(Collected data entries)
※
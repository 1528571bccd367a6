// Domain layer - Plain data and pure transformations
pub mod analysis;
pub mod chart;
pub mod dashboard;
pub mod sheet;
pub mod sheet_date;
pub mod snapshot;
pub mod table;
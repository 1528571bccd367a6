// Main entry point - Dependency injection and server setup
mod domain;
mod application;
mod infrastructure;
mod presentation;

use std::{net::SocketAddr, sync::Arc};
use axum::{
    routing::{get, post},
    Router,
};
use tower_http::{compression::CompressionLayer, trace::TraceLayer};
use tracing_subscriber::EnvFilter;

use crate::application::dashboard_service::DashboardService;
use crate::application::refresh_service::RefreshService;
use crate::application::scheduler;
use crate::infrastructure::config::load_app_config;
use crate::infrastructure::sheets_fetcher::GoogleSheetsSource;
use crate::presentation::app_state::AppState;
use crate::presentation::handlers::{
    get_dashboard, get_readings, get_state, health_check, refresh, stream_state,
};

#[tokio::main(flavor = "current_thread")]
async fn main() -> anyhow::Result<()> {
    // Initialize tracing
    tracing_subscriber::fmt()
        .with_env_filter(EnvFilter::try_from_default_env().unwrap_or_else(|_| EnvFilter::new("info")))
        .init();

    // Load configuration
    let config = load_app_config()?;

    // Create sheet source (infrastructure layer)
    let source = Arc::new(GoogleSheetsSource::new(
        config.sheet.base_url,
        config.sheet.sheet_id,
        config.sheet.sheet_name,
        config.sheet.window,
        config.refresh.request_timeout(),
    )?);

    // Create services (application layer)
    let refresh_service = RefreshService::new(source);
    let dashboard_service = DashboardService::new(refresh_service.clone());
    let scheduler_handle = scheduler::start(refresh_service.clone(), config.refresh.interval());

    // Create application state
    let state = Arc::new(AppState {
        refresh_service,
        dashboard_service,
    });

    // Build router (presentation layer)
    let router = Router::new()
        .route("/healthz", get(health_check))
        .route("/state", get(get_state))
        .route("/state/stream", get(stream_state))
        .route("/dashboard", get(get_dashboard))
        .route("/readings", get(get_readings))
        .route("/refresh", post(refresh))
        .layer(CompressionLayer::new())
        .layer(TraceLayer::new_for_http())
        .with_state(state);

    // Start server
    let addr: SocketAddr = config.server.bind.parse()?;
    tracing::info!("Starting plant-telemetry service on {}", addr);

    axum::serve(tokio::net::TcpListener::bind(addr).await?, router)
        .with_graceful_shutdown(async {
            let _ = tokio::signal::ctrl_c().await;
        })
        .await?;

    scheduler_handle.shutdown().await;

    Ok(())
}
※
**Instructions for the task**
An exact copy of every entry is what's needed, so retype them all.

**Problem solution**
repository 1528571bccd367a6
// Domain layer - Plain data and pure transformations
pub mod analysis;
pub mod chart;
pub mod dashboard;
pub mod sheet;
pub mod sheet_date;
pub mod snapshot;
pub mod table;
repository 1528571bccd367a6
// Main entry point - Dependency injection and server setup
mod domain;
mod application;
mod infrastructure;
mod presentation;

use std::{net::SocketAddr, sync::Arc};
use axum::{
    routing::{get, post},
    Router,
};
use tower_http::{compression::CompressionLayer, trace::TraceLayer};
use tracing_subscriber::EnvFilter;

use crate::application::dashboard_service::DashboardService;
use crate::application::refresh_service::RefreshService;
use crate::application::scheduler;
use crate::infrastructure::config::load_app_config;
use crate::infrastructure::sheets_fetcher::GoogleSheetsSource;
use crate::presentation::app_state::AppState;
use crate::presentation::handlers::{
    get_dashboard, get_readings, get_state, health_check, refresh, stream_state,
};

#[tokio::main(flavor = "current_thread")]
async fn main() -> anyhow::Result<()> {
    // Initialize tracing
    tracing_subscriber::fmt()
        .with_env_filter(EnvFilter::try_from_default_env().unwrap_or_else(|_| EnvFilter::new("info")))
        .init();

    // Load configuration
    let config = load_app_config()?;

    // Create sheet source (infrastructure layer)
    let source = Arc::new(GoogleSheetsSource::new(
        config.sheet.base_url,
        config.sheet.sheet_id,
        config.sheet.sheet_name,
        config.sheet.window,
        config.refresh.request_timeout(),
    )?);

    // Create services (application layer)
    let refresh_service = RefreshService::new(source);
    let dashboard_service = DashboardService::new(refresh_service.clone());
    let scheduler_handle = scheduler::start(refresh_service.clone(), config.refresh.interval());

    // Create application state
    let state = Arc::new(AppState {
        refresh_service,
        dashboard_service,
    });

    // Build router (presentation layer)
    let router = Router::new()
        .route("/healthz", get(health_check))
        .route("/state", get(get_state))
        .route("/state/stream", get(stream_state))
        .route("/dashboard", get(get_dashboard))
        .route("/readings", get(get_readings))
        .route("/refresh", post(refresh))
        .layer(CompressionLayer::new())
        .layer(TraceLayer::new_for_http())
        .with_state(state);

    // Start server
    let addr: SocketAddr = config.server.bind.parse()?;
    tracing::info!("Starting plant-telemetry service on {}", addr);

    axum::serve(tokio::net::TcpListener::bind(addr).await?, router)
        .with_graceful_shutdown(async {
            let _ = tokio::signal::ctrl_c().await;
        })
        .await?;

    scheduler_handle.shutdown().await;

    Ok(())
}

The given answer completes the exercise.